I still think the most likely reason is "the old code was an unmaintainable mess, and digital-physical bundles are way more important to WotC than piecemeal purchases". Only the weirdness of the launch makes me wonder if it had to be pushed out the door before it was fully baked.
Except digital-physical bundles, which are a much bigger deal to them, especially in the run-up to the new core books.
They've been selling digital physical bundles since soon after WotC bought them out, I forget which book was the first, but they were selling them for a while already.
You may not like option three, but it's totally a thing they can do.
Did I say they couldn't? I said it's what they did. Because they did.
And I doubt they expect to get more money by people buying whole books instead. I just suspect it's a small enough amount of money that it's not worth it in either time or cost to support it.
In which case they could have said so, e.g- "Unfortunately piecemeal purchasing only accounts for a fraction of sales on D&D Beyond so has not been prioritised at this time" blah blah blah. It's not hard to keep your customers informed.
Not a software developer, are you? I admit to not having any experience with e-commerce systems, but it sure doesn't look "dead easy, it only takes a little extra time" to me. (See previous post.)
I am a software developer, and the bulk of the work I do is in websites these days (mostly back-end stuff in PHP, SQL-ish databases, and increasingly clients wanting to integrate ChatGPT into everything because it's the latest fad).
Any decent off-the-shelf e-commerce software should support everything you'd need to do this as we're not talking anything overly fancy; it's just listing feats etc. as products under their own category/categories you can link from the books, and issuing product discounts to the customer who buys them (which again should be possible in any decent system, or can be issued separately if it doesn't support bundled items).
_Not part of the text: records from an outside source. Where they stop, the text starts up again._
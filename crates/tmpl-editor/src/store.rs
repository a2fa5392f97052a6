//! Persistence boundary.
//!
//! The editor never talks to a backend itself. It hands a `SaveRequest` to
//! whatever implements `TemplateStore` and surfaces the outcome; there are
//! no retries here.

use std::collections::HashMap;
use std::future::Future;
use std::sync::Mutex;
use thiserror::Error;
use tmpl_core::model::DocumentType;

/// Failures reported by a store.
#[derive(Debug, Clone, PartialEq, Error)]
pub enum StoreError {
    #[error("template `{0}` not found")]
    NotFound(String),

    #[error("store failure: {0}")]
    Backend(String),
}

/// Everything a save hands to the collaborator.
#[derive(Debug, Clone, PartialEq)]
pub struct SaveRequest {
    /// `None` on first save; the store assigns one.
    pub template_id: Option<String>,
    pub template_json: String,
    /// `data:image/png;base64,...`
    pub thumbnail_data_url: String,
    pub name: String,
    pub document_type: DocumentType,
}

/// A template as fetched from the collaborator.
#[derive(Debug, Clone, PartialEq)]
pub struct StoredTemplate {
    pub id: String,
    pub name: String,
    pub document_type: DocumentType,
    pub template_json: String,
}

/// Load/save collaborator.
pub trait TemplateStore {
    /// Persist a template; resolves to the id it was stored under.
    fn save(&self, request: SaveRequest) -> impl Future<Output = Result<String, StoreError>> + Send;

    fn load(&self, template_id: &str) -> impl Future<Output = Result<StoredTemplate, StoreError>> + Send;
}

#[derive(Debug, Default)]
struct Inner {
    templates: HashMap<String, (StoredTemplate, String)>,
    next_id: u64,
    failure: Option<String>,
}

/// In-process store for tests and embedding. Thumbnails are kept next to
/// each template.
#[derive(Debug, Default)]
pub struct MemoryStore {
    inner: Mutex<Inner>,
}

impl MemoryStore {
    pub fn new() -> Self {
        Self::default()
    }

    /// Pre-seed a template (as if saved earlier by another session).
    pub fn insert(&self, template: StoredTemplate) {
        if let Ok(mut inner) = self.inner.lock() {
            inner
                .templates
                .insert(template.id.clone(), (template, String::new()));
        }
    }

    /// Make every following call fail with `message` (`None` heals it).
    pub fn set_failure(&self, message: Option<&str>) {
        if let Ok(mut inner) = self.inner.lock() {
            inner.failure = message.map(str::to_string);
        }
    }

    /// Stored template and thumbnail data URL for `id`.
    pub fn saved(&self, id: &str) -> Option<(StoredTemplate, String)> {
        self.inner.lock().ok()?.templates.get(id).cloned()
    }

    pub fn len(&self) -> usize {
        self.inner.lock().map(|i| i.templates.len()).unwrap_or(0)
    }

    pub fn is_empty(&self) -> bool {
        self.len() == 0
    }

    fn save_now(&self, request: SaveRequest) -> Result<String, StoreError> {
        let mut inner = self
            .inner
            .lock()
            .map_err(|e| StoreError::Backend(e.to_string()))?;
        if let Some(message) = &inner.failure {
            return Err(StoreError::Backend(message.clone()));
        }
        let id = match request.template_id {
            Some(id) => id,
            None => {
                inner.next_id += 1;
                format!("template_{}", inner.next_id)
            }
        };
        let stored = StoredTemplate {
            id: id.clone(),
            name: request.name,
            document_type: request.document_type,
            template_json: request.template_json,
        };
        inner
            .templates
            .insert(id.clone(), (stored, request.thumbnail_data_url));
        Ok(id)
    }

    fn load_now(&self, template_id: &str) -> Result<StoredTemplate, StoreError> {
        let inner = self
            .inner
            .lock()
            .map_err(|e| StoreError::Backend(e.to_string()))?;
        if let Some(message) = &inner.failure {
            return Err(StoreError::Backend(message.clone()));
        }
        inner
            .templates
            .get(template_id)
            .map(|(t, _)| t.clone())
            .ok_or_else(|| StoreError::NotFound(template_id.to_string()))
    }
}

impl TemplateStore for MemoryStore {
    fn save(&self, request: SaveRequest) -> impl Future<Output = Result<String, StoreError>> + Send {
        let result = self.save_now(request);
        async move { result }
    }

    fn load(&self, template_id: &str) -> impl Future<Output = Result<StoredTemplate, StoreError>> + Send {
        let result = self.load_now(template_id);
        async move { result }
    }
}

#[cfg(test)]
mod tests {
    use super::*;
    use pretty_assertions::assert_eq;

    fn request(id: Option<&str>) -> SaveRequest {
        SaveRequest {
            template_id: id.map(str::to_string),
            template_json: r#"{"objects":[]}"#.into(),
            thumbnail_data_url: "data:image/png;base64,AAAA".into(),
            name: "Quote Template".into(),
            document_type: DocumentType::Quote,
        }
    }

    #[tokio::test]
    async fn save_assigns_id_then_overwrites() {
        let store = MemoryStore::new();
        let id = store.save(request(None)).await.unwrap();
        assert_eq!(id, "template_1");
        assert_eq!(store.save(request(Some(&id))).await.unwrap(), id);
        assert_eq!(store.len(), 1);

        let loaded = store.load(&id).await.unwrap();
        assert_eq!(loaded.name, "Quote Template");
        assert_eq!(store.saved(&id).unwrap().1, "data:image/png;base64,AAAA");
    }

    #[tokio::test]
    async fn missing_template_is_not_found() {
        let store = MemoryStore::new();
        assert_eq!(
            store.load("nope").await,
            Err(StoreError::NotFound("nope".into()))
        );
    }

    #[tokio::test]
    async fn injected_failure_surfaces() {
        let store = MemoryStore::new();
        store.set_failure(Some("offline"));
        assert_eq!(
            store.save(request(None)).await,
            Err(StoreError::Backend("offline".into()))
        );
        assert!(store.is_empty());
        store.set_failure(None);
        assert!(store.save(request(None)).await.is_ok());
    }
}
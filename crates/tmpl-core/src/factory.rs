//! Object factories: the toolbox's constructors for text, shapes, data-field
//! placeholders and the composite line-items table.
//!
//! Factories only build values. Adding them to a scene (and recording
//! history) is the caller's job.

use crate::catalog::LINE_ITEM_COLUMNS;
use crate::model::*;
use kurbo::Rect;

/// Default toolbox drop position.
pub const DEFAULT_ORIGIN: (f64, f64) = (50.0, 50.0);

/// Page margin used by full-width composites.
pub const PAGE_MARGIN: f64 = 40.0;

/// Default number of placeholder rows in a line-items table.
pub const DEFAULT_TABLE_ROWS: usize = 5;

const TABLE_HEADER_HEIGHT: f64 = 28.0;
const TABLE_ROW_HEIGHT: f64 = 24.0;
const TABLE_CELL_PAD: f64 = 6.0;
const TABLE_COLUMN_FRACTIONS: [f64; 4] = [0.46, 0.14, 0.2, 0.2];
const TABLE_RULE: Color = Color::rgb(0xD1, 0xD5, 0xDB);

const DATA_FIELD_INK: Color = Color::rgb(0x1D, 0x4E, 0xD8);
const DATA_FIELD_WASH: Color = Color::rgb(0xEF, 0xF6, 0xFF);
const DATA_FIELD_BORDER: Color = Color::rgb(0x93, 0xC5, 0xFD);

// ─── Text ────────────────────────────────────────────────────────────────

/// The three editable-text presets.
#[derive(Debug, Clone, Copy, PartialEq, Eq)]
pub enum TextVariant {
    Heading,
    Subheading,
    Body,
}

impl TextVariant {
    pub fn font_size(&self) -> f64 {
        match self {
            TextVariant::Heading => 32.0,
            TextVariant::Subheading => 24.0,
            TextVariant::Body => 14.0,
        }
    }

    pub fn font_weight(&self) -> FontWeight {
        match self {
            TextVariant::Heading => FontWeight::BOLD,
            TextVariant::Subheading => FontWeight::SEMIBOLD,
            TextVariant::Body => FontWeight::NORMAL,
        }
    }

    fn kind(&self, text: String) -> ObjectKind {
        match self {
            TextVariant::Heading => ObjectKind::Heading { text },
            TextVariant::Subheading => ObjectKind::Subheading { text },
            TextVariant::Body => ObjectKind::BodyText { text },
        }
    }
}

/// Rough width of a single-line run, enough to size a fresh text box.
pub fn estimate_text_width(text: &str, font_size: f64) -> f64 {
    let longest = text.lines().map(|l| l.chars().count()).max().unwrap_or(0);
    (longest as f64 * font_size * 0.6).max(font_size * 2.0)
}

/// Height of a text box holding `text` at `font_size`.
pub fn text_height(text: &str, font_size: f64) -> f64 {
    let lines = text.lines().count().max(1);
    lines as f64 * font_size * LINE_HEIGHT
}

/// Generic editable-text constructor behind the heading/subheading/body presets.
pub fn text_object(variant: TextVariant, text: &str, left: f64, top: f64) -> CanvasObject {
    let font_size = variant.font_size();
    let style = Style {
        font_size,
        font_weight: variant.font_weight(),
        ..Style::default()
    };
    let geometry = Geometry::at(
        left,
        top,
        estimate_text_width(text, font_size),
        text_height(text, font_size),
    );
    CanvasObject::new(variant.kind(text.to_string()), geometry, style)
}

pub fn heading(text: &str, left: f64, top: f64) -> CanvasObject {
    text_object(TextVariant::Heading, text, left, top)
}

pub fn subheading(text: &str, left: f64, top: f64) -> CanvasObject {
    text_object(TextVariant::Subheading, text, left, top)
}

pub fn body_text(text: &str, left: f64, top: f64) -> CanvasObject {
    text_object(TextVariant::Body, text, left, top)
}

// ─── Shapes ──────────────────────────────────────────────────────────────

fn shape_style() -> Style {
    Style {
        fill: Some(Color::rgb(0xE5, 0xE7, 0xEB)),
        stroke: Some(Color::rgb(0x9C, 0xA3, 0xAF)),
        stroke_width: 1.0,
        ..Style::default()
    }
}

pub fn rectangle(left: f64, top: f64) -> CanvasObject {
    CanvasObject::new(
        ObjectKind::Rectangle,
        Geometry::at(left, top, 120.0, 80.0),
        shape_style(),
    )
}

/// A circle; its radius is half the box width.
pub fn circle(left: f64, top: f64) -> CanvasObject {
    CanvasObject::new(
        ObjectKind::Circle,
        Geometry::at(left, top, 80.0, 80.0),
        shape_style(),
    )
}

/// A horizontal rule from the origin to `(width, height)` in local space.
pub fn line(left: f64, top: f64) -> CanvasObject {
    line_between(left, top, 150.0, 0.0, Color::BLACK, 2.0)
}

fn line_between(left: f64, top: f64, dx: f64, dy: f64, color: Color, width: f64) -> CanvasObject {
    let style = Style {
        fill: None,
        stroke: Some(color),
        stroke_width: width,
        ..Style::default()
    };
    CanvasObject::new(ObjectKind::Line, Geometry::at(left, top, dx, dy), style)
}

// ─── Data fields ─────────────────────────────────────────────────────────

/// Non-editable placeholder whose text is `{{field_path}}`, drawn with a
/// dashed border and a muted wash so it reads as a live-data slot.
pub fn data_field(field_path: &str, left: f64, top: f64) -> CanvasObject {
    data_field_sized(field_path, left, top, 14.0)
}

fn data_field_sized(field_path: &str, left: f64, top: f64, font_size: f64) -> CanvasObject {
    let text = field_token(field_path);
    let style = Style {
        fill: Some(DATA_FIELD_INK),
        stroke: Some(DATA_FIELD_BORDER),
        stroke_width: 1.0,
        stroke_dash_array: Some(vec![4.0, 2.0]),
        background_color: Some(DATA_FIELD_WASH),
        font_size,
        ..Style::default()
    };
    let geometry = Geometry::at(
        left,
        top,
        estimate_text_width(&text, font_size),
        text_height(&text, font_size),
    );
    let kind = ObjectKind::DataField {
        field_name: field_path.to_string(),
        text,
    };
    CanvasObject::new(kind, geometry, style)
}

// ─── Composites ──────────────────────────────────────────────────────────

/// Build the line-items table as one composite object: background, header
/// band with column labels, column/row rules and `rows` placeholder rows whose
/// cells hold `{{line_items[i].<column>}}` tokens.
pub fn line_items_table(rows: usize, left: f64, top: f64) -> CanvasObject {
    let width = PAGE_WIDTH - 2.0 * PAGE_MARGIN;
    let height = TABLE_HEADER_HEIGHT + rows as f64 * TABLE_ROW_HEIGHT;

    let mut column_x = [0.0; 4];
    let mut column_w = [0.0; 4];
    let mut x = 0.0;
    for (i, fraction) in TABLE_COLUMN_FRACTIONS.iter().enumerate() {
        column_x[i] = x;
        column_w[i] = width * fraction;
        x += column_w[i];
    }

    let mut children = Vec::new();

    let background = Style {
        fill: Some(Color::WHITE),
        stroke: Some(TABLE_RULE),
        ..Style::default()
    };
    children.push(CanvasObject::new(
        ObjectKind::Rectangle,
        Geometry::at(0.0, 0.0, width, height),
        background,
    ));

    let band = Style {
        fill: Some(Color::rgb(0xF3, 0xF4, 0xF6)),
        stroke: None,
        ..Style::default()
    };
    children.push(CanvasObject::new(
        ObjectKind::Rectangle,
        Geometry::at(0.0, 0.0, width, TABLE_HEADER_HEIGHT),
        band,
    ));

    for (i, (label, _)) in LINE_ITEM_COLUMNS.iter().enumerate() {
        let font_size = 11.0;
        let mut header = body_text(
            label,
            column_x[i] + TABLE_CELL_PAD,
            (TABLE_HEADER_HEIGHT - text_height(label, font_size)) / 2.0,
        );
        header.style.font_size = font_size;
        header.style.font_weight = FontWeight::BOLD;
        header.geometry.width = column_w[i] - 2.0 * TABLE_CELL_PAD;
        header.geometry.height = text_height(label, font_size);
        children.push(header);
    }

    for x in column_x.iter().skip(1) {
        children.push(line_between(*x, 0.0, 0.0, height, TABLE_RULE, 1.0));
    }
    for row in 0..rows {
        let y = TABLE_HEADER_HEIGHT + row as f64 * TABLE_ROW_HEIGHT;
        children.push(line_between(0.0, y, width, 0.0, TABLE_RULE, 1.0));
    }

    for row in 0..rows {
        let row_top = TABLE_HEADER_HEIGHT + row as f64 * TABLE_ROW_HEIGHT;
        for (i, (_, column)) in LINE_ITEM_COLUMNS.iter().enumerate() {
            let font_size = 10.0;
            let path = format!("line_items[{row}].{column}");
            let cell_height = text_height(&path, font_size);
            let mut cell = data_field_sized(
                &path,
                column_x[i] + TABLE_CELL_PAD,
                row_top + (TABLE_ROW_HEIGHT - cell_height) / 2.0,
                font_size,
            );
            cell.geometry.width = column_w[i] - 2.0 * TABLE_CELL_PAD;
            if i > 0 {
                cell.style.text_align = TextAlign::Right;
            }
            children.push(cell);
        }
    }

    let style = Style {
        fill: None,
        stroke: None,
        ..Style::default()
    };
    CanvasObject::new(
        ObjectKind::Table {
            rows,
            objects: children,
        },
        Geometry::at(left, top, width, height),
        style,
    )
}

/// Merge objects into one group whose origin is the union of their extents.
/// Children are rebased to group-relative coordinates. `None` when empty.
pub fn group(objects: Vec<CanvasObject>) -> Option<CanvasObject> {
    let bounds: Rect = objects
        .iter()
        .map(|o| o.geometry.extent())
        .reduce(|a, b| a.union(b))?;
    let children = objects
        .into_iter()
        .map(|mut o| {
            o.translate(-bounds.x0, -bounds.y0);
            o
        })
        .collect();
    let style = Style {
        fill: None,
        ..Style::default()
    };
    Some(CanvasObject::new(
        ObjectKind::Group { objects: children },
        Geometry::at(bounds.x0, bounds.y0, bounds.width(), bounds.height()),
        style,
    ))
}

#[cfg(test)]
mod tests {
    use super::*;
    use pretty_assertions::assert_eq;

    #[test]
    fn text_presets_differ_in_size_and_weight() {
        let h = heading("Heading", 10.0, 10.0);
        let s = subheading("Sub", 10.0, 10.0);
        let b = body_text("Body", 10.0, 10.0);

        assert_eq!(h.style.font_size, 32.0);
        assert_eq!(s.style.font_size, 24.0);
        assert_eq!(b.style.font_size, 14.0);
        assert!(h.style.font_weight.is_bold());
        assert!(!b.style.font_weight.is_bold());
        for obj in [&h, &s, &b] {
            assert!(obj.editable);
            assert!(!obj.locked);
        }
        assert_eq!(h.text(), Some("Heading"));
        assert_eq!(h.kind.tag(), "heading");
    }

    #[test]
    fn shapes_are_not_editable() {
        for obj in [rectangle(0.0, 0.0), circle(0.0, 0.0), line(0.0, 0.0)] {
            assert!(!obj.editable);
            assert!(obj.geometry.width > 0.0);
        }
        assert_eq!(line(0.0, 0.0).geometry.height, 0.0);
        assert_eq!(line(0.0, 0.0).style.fill, None);
    }

    #[test]
    fn data_field_token_and_style() {
        let f = data_field("customer.name", 40.0, 100.0);
        assert_eq!(f.field_name(), Some("customer.name"));
        assert_eq!(f.text(), Some("{{customer.name}}"));
        assert!(!f.editable);
        assert!(f.style.stroke_dash_array.is_some());
        assert!(f.style.background_color.is_some());
    }

    #[test]
    fn table_has_tokens_for_every_row() {
        let table = line_items_table(3, PAGE_MARGIN, 300.0);
        let ObjectKind::Table { rows, objects } = &table.kind else {
            panic!("expected table");
        };
        assert_eq!(*rows, 3);

        let tokens: Vec<&str> = objects.iter().filter_map(|o| o.field_name()).collect();
        assert_eq!(tokens.len(), 12);
        for row in 0..3 {
            for column in ["description", "quantity", "unit_price", "line_total"] {
                let path = format!("line_items[{row}].{column}");
                assert!(tokens.contains(&path.as_str()), "missing {path}");
            }
        }

        let headers: Vec<&str> = objects
            .iter()
            .filter(|o| matches!(o.kind, ObjectKind::BodyText { .. }))
            .filter_map(|o| o.text())
            .collect();
        assert_eq!(headers, vec!["Description", "Qty", "Unit Price", "Total"]);
        assert!((table.geometry.width - 515.0).abs() < 1e-9);
        assert_eq!(table.geometry.height, 28.0 + 3.0 * 24.0);
    }

    #[test]
    fn group_rebases_children() {
        let a = rectangle(100.0, 100.0);
        let b = rectangle(300.0, 50.0);
        let g = group(vec![a, b]).unwrap();
        assert_eq!(g.geometry.left, 100.0);
        assert_eq!(g.geometry.top, 50.0);
        let children = g.kind.children();
        assert_eq!(children[0].geometry.left, 0.0);
        assert_eq!(children[0].geometry.top, 50.0);
        assert_eq!(children[1].geometry.left, 200.0);
        assert!(group(Vec::new()).is_none());
    }
}
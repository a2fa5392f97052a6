//! Editor tuning knobs.

use tmpl_core::factory::DEFAULT_TABLE_ROWS;

/// Settings fixed for the lifetime of an editor session.
#[derive(Debug, Clone, PartialEq)]
pub struct EditorConfig {
    /// Maximum undo depth; the oldest snapshots are dropped beyond it.
    pub history_depth: usize,
    /// Offset applied to pasted and duplicated objects.
    pub paste_offset: (f64, f64),
    /// Arrow-key nudge distance.
    pub nudge_step: f64,
    /// Shift+arrow nudge distance.
    pub nudge_step_large: f64,
    /// Thumbnail scale relative to the page (1.0 = 595x842 px).
    pub thumbnail_scale: f64,
    /// Placeholder rows in a new line-items table.
    pub table_rows: usize,
    /// Pointer slop for picking thin objects, in page units.
    pub hit_tolerance: f64,
    /// Grab radius of transform handles.
    pub handle_radius: f64,
    /// Rotation step while Shift is held, in degrees.
    pub rotation_snap: f64,
}

impl Default for EditorConfig {
    fn default() -> Self {
        Self {
            history_depth: 50,
            paste_offset: (10.0, 10.0),
            nudge_step: 1.0,
            nudge_step_large: 10.0,
            thumbnail_scale: 0.3,
            table_rows: DEFAULT_TABLE_ROWS,
            hit_tolerance: 3.0,
            handle_radius: 6.0,
            rotation_snap: 15.0,
        }
    }
}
Then it's a bit of automation to make it easier/port it across (any good e-commerce system should have an API, as these are intended to be integrated with existing systems).
It would still be worse than the old system (no pretty integrated single page where you can do everything) but it would mean the capability to buy what we want, how we want, and have it apply as a discount for completing books. Again, ditching the feature is a conscious choice, if it wasn't they would have told us why.
But the whole "they dropped piecemeal to make us buy the whole books to extract more money!" thing just doesn't ring true to me.
It's true until proven otherwise, because that's still exactly what they've done.
Paying customers are now forced to either pay full price, or not at all, as those are literally the only two choices left. I'm very much in the "not at all" bracket, and given the way they've handled this whole situation I frankly don't think them rolling back the change would even be good enough anymore – I no longer trust the service or company one bit.
I'll only be staying on the site until my groups have finished moving to another system; as much as I loved D&D, I don't give a shit about the actual rules system itself, and they can't stop me using the artwork I own and setting I started my campaigns in even if I move to another system. And as I've said before, there's no shortage of 5e compatible alternatives these days thanks to the OGL scandal, so their previous steps have only made it easier to switch.
Might not be any sites as accessible to use as D&D Beyond, but then that's now true of D&D.
Former D&D Beyond Customer of six years: With the axing of piecemeal purchasing, lack of meaningful development, and toxic moderation the site isn't worth paying for anymore. I remain a free user only until my groups are done migrating from DDB, and if necessary D&D, after which I'm done. There are better systems owned by better companies out there.
I have unsubscribed from all topics and will not reply to messages. My homebrew is now 100% unsupported.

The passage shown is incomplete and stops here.